What else do you expect when you hold rates at 0 for the better part of a decade.
how did the low rates create virtual ponzi schemes?
Excessively concentrated wealth with investors who then ran out of legitimate products that could offer decent returns and forced them into riskier and "more complex" assets?

I don't know if this really works, but it does seem like overcapitalization is causing a lot of knock on effects in the economy. Housing prices being a prime example.

So could QE and this money flooding from central banks become the new trigger for a 2008 repeat?
Parts?

I'm quite biased here, having been in a few ventures that got absorbed by PE; "Vulture Capital" is being kind, and I maintain that I'd love to see PE as a category, regulated into oblivion.

But the market writ large is mostly fine. PE I find trash.

PE can definitely be 'problematic' to put it lightly, but i did witness one example of a PE deal done well: a company was bought out by PE with the help of an involved CEO, who set aside a pool of money for employees if they hit key growth metrics that allowed the PE firm to sell within some number of years. a number of otherwise not-well-compensated employees were about to buy houses/pay off mortgages who otherwise wouldn't have been able to do so.

there's a difference between finance-based PE and fundamentals-based PE, with the former unfortunately being much more prevalent than the latter. finance-based PE uses financial leverage to restructure a company's capital structure to squeeze out gains, which is not really improving the company at all, and usually to the detriment of the now debt-laden company.

I thought it wasn't Ponzi so much as a strategy for attentive management companies to front-run inattentive investors to liquidation. It's the management version of employees walking out of a failing startup with aeron chairs and coffee machines -- so, naturally, a thousand times more damaging and a thousand times less punished.
PE might be unsavory but I don't see how it is a ponzi scheme.
if you respect something that pays out prior participants with the money from new participants, you will refuse to call it a ponzi

if you don't respect something that pays out prior participants with the money from new participants, you will call it a ponzi

that seems to be the entire distinction based on seeing these kind of conversations over many years, and also watching for what prompts SEC enforcement actions towards managers that launch new funds and what doesn't, as well as DOJ enforcement actions, as well as the structure of many credit and government products

> if you respect something that pays out prior participants with the money from new participants, you will refuse to call it a ponzi

Or if you simply go by the textbook definition of a Ponzi scheme.

yes, I often say the textbook definition of a word, instead of the word, to advance a conversation and fly under people's kneejerk auto-response to the word
The problem with money at the top of the food chain is that there aren't that many places to invest.
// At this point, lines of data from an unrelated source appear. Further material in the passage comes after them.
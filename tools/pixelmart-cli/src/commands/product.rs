//! Product detail command.

use anyhow::Result;
use pixelmart_commerce::catalog::Product;
use pixelmart_commerce::ids::ProductId;
use pixelmart_commerce::money::{Currency, Money};
use pixelmart_commerce::pricing::{
    breakdown, memory_tier_prices, storage_tier_prices, DeliveryTier, PricingMode,
    SelectedOptions, WarrantyTier, DELIVERY_TIERS, WARRANTY_TIERS,
};
use serde_json::json;

use super::{OptionArgs, ProductArgs};
use crate::context::Context;
use crate::output::{self, Output};

/// Run the product command.
pub fn run(args: ProductArgs, ctx: &Context) -> Result<()> {
    let catalog = ctx.catalog()?;
    let product = catalog.find(ProductId::new(args.id))?;

    let mut options = selected_options(product, &args.options, &ctx.output);
    if let Some(delivery) = args.delivery {
        if DeliveryTier::find(&delivery).is_none() {
            ctx.output
                .warn(&format!("Unknown delivery option '{}'; no charge applied", delivery));
        }
        options = options.with_delivery(delivery);
    }

    let price = breakdown(product, &options, PricingMode::Detail);

    if ctx.output.is_json() {
        ctx.output.json(&json!({
            "product": product,
            "options": options,
            "breakdown": price,
        }));
        return Ok(());
    }

    ctx.output.header(&product.name);
    ctx.output.kv("id", &product.id.to_string());
    ctx.output.kv("category", product.category.as_str());
    if !product.short_description.is_empty() {
        ctx.output.kv("description", &product.short_description);
    }
    if !product.colors.is_empty() {
        ctx.output.kv("colors", &product.colors.join(", "));
    }
    if let Some(image) = product.thumbnail(options.color.as_deref()) {
        ctx.output.kv("image", image);
    }

    let highlights = product.specs.highlights();
    if !highlights.is_empty() {
        ctx.output.header("Specs");
        for (label, value) in highlights {
            ctx.output.kv(label, &value.to_string());
        }
        if ctx.output.is_verbose() {
            for (key, value) in product.specs.other() {
                ctx.output.kv(key, &value.to_string());
            }
        }
    }

    let storage = storage_tier_prices(product);
    if !storage.is_empty() {
        ctx.output.header("Storage");
        print_tiers(&ctx.output, &storage, options.storage.as_deref());
    }

    let memory = memory_tier_prices(product);
    if !memory.is_empty() {
        ctx.output.header("Memory");
        print_tiers(&ctx.output, &memory, options.memory.as_deref());
    }

    let currency = product.price.currency;
    if product.apple_care {
        ctx.output.header("Warranty");
        for tier in WARRANTY_TIERS.iter() {
            ctx.output
                .list_item(&format_warranty(tier, options.warranty_id.as_deref(), currency));
        }
    }

    ctx.output.header("Delivery");
    for tier in DELIVERY_TIERS.iter() {
        ctx.output
            .list_item(&format_delivery(tier, options.delivery_id.as_deref(), currency));
    }

    ctx.output.header("Price");
    ctx.output.kv("base", &price.base.display());
    ctx.output.kv("storage", &price.storage.display());
    ctx.output.kv("memory", &price.memory.display());
    ctx.output.kv("warranty", &price.warranty.display());
    ctx.output.kv("delivery", &price.delivery.display());
    ctx.output.kv("quantity", &price.quantity.get().to_string());
    ctx.output.kv("total", &output::price(&price.total.display()));

    Ok(())
}

/// Start from the product's default configuration and apply the flags.
///
/// Values the product does not offer are kept; pricing ignores them.
pub(crate) fn selected_options(product: &Product, args: &OptionArgs, out: &Output) -> SelectedOptions {
    let mut options = SelectedOptions::defaults_for(product);

    if let Some(ref color) = args.color {
        if !product.has_color(color) {
            out.warn(&format!("{} is not offered in {}", product.name, color));
        }
        options = options.with_color(color.as_str());
    }
    if let Some(ref storage) = args.storage {
        if !product.storage_options().is_some_and(|t| t.contains(storage)) {
            out.warn(&format!("Unknown storage option '{}'; no surcharge applied", storage));
        }
        options = options.with_storage(storage.as_str());
    }
    if let Some(ref memory) = args.memory {
        if !product.memory_options().is_some_and(|t| t.contains(memory)) {
            out.warn(&format!("Unknown memory option '{}'; no surcharge applied", memory));
        }
        options = options.with_memory(memory.as_str());
    }
    if let Some(ref warranty) = args.warranty {
        if WarrantyTier::find(warranty).is_none() {
            out.warn(&format!("Unknown warranty option '{}'; no charge applied", warranty));
        }
        options = options.with_warranty(warranty.as_str());
    }
    if let Some(quantity) = args.quantity {
        options = options.with_quantity(quantity);
    }

    options
}

fn print_tiers(out: &Output, tiers: &[(String, Money)], selected: Option<&str>) {
    for (label, surcharge) in tiers {
        let marker = if Some(label.as_str()) == selected { "*" } else { " " };
        let price = if surcharge.is_zero() {
            "included".to_string()
        } else {
            format!("+{}", surcharge.display())
        };
        out.list_item(&format!("{} {:8} {}", marker, label, price));
    }
}

fn format_warranty(tier: &WarrantyTier, selected: Option<&str>, currency: Currency) -> String {
    let marker = if Some(tier.id) == selected { "*" } else { " " };
    format!(
        "{} {:18} {:>8}  {}",
        marker,
        tier.name,
        format_cents(tier.price_cents, currency),
        tier.description
    )
}

fn format_delivery(tier: &DeliveryTier, selected: Option<&str>, currency: Currency) -> String {
    let marker = if Some(tier.id) == selected { "*" } else { " " };
    format!(
        "{} {:18} {:>8}  {}",
        marker,
        tier.name,
        format_cents(tier.price_cents, currency),
        tier.description
    )
}

fn format_cents(cents: i64, currency: Currency) -> String {
    if cents == 0 {
        "free".to_string()
    } else {
        Money::new(cents, currency).display()
    }
}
There's plenty of appetite for high risk/high reward, even if people sit on billions.
Not a new understanding.

Chamath Palihapitiya talked about this in 2019, and others before then although I don't have references. https://www.youtube.com/watch?v=NVVsdlHslfI Warning, video is self-serving but simplistically, this is part of it. To be clear, the VCs understand what they are doing. They aren't fleecing themselves.

Apparently 'Amundi' is a French asset-manager, roughly Europe's BlackRock or Vanguard.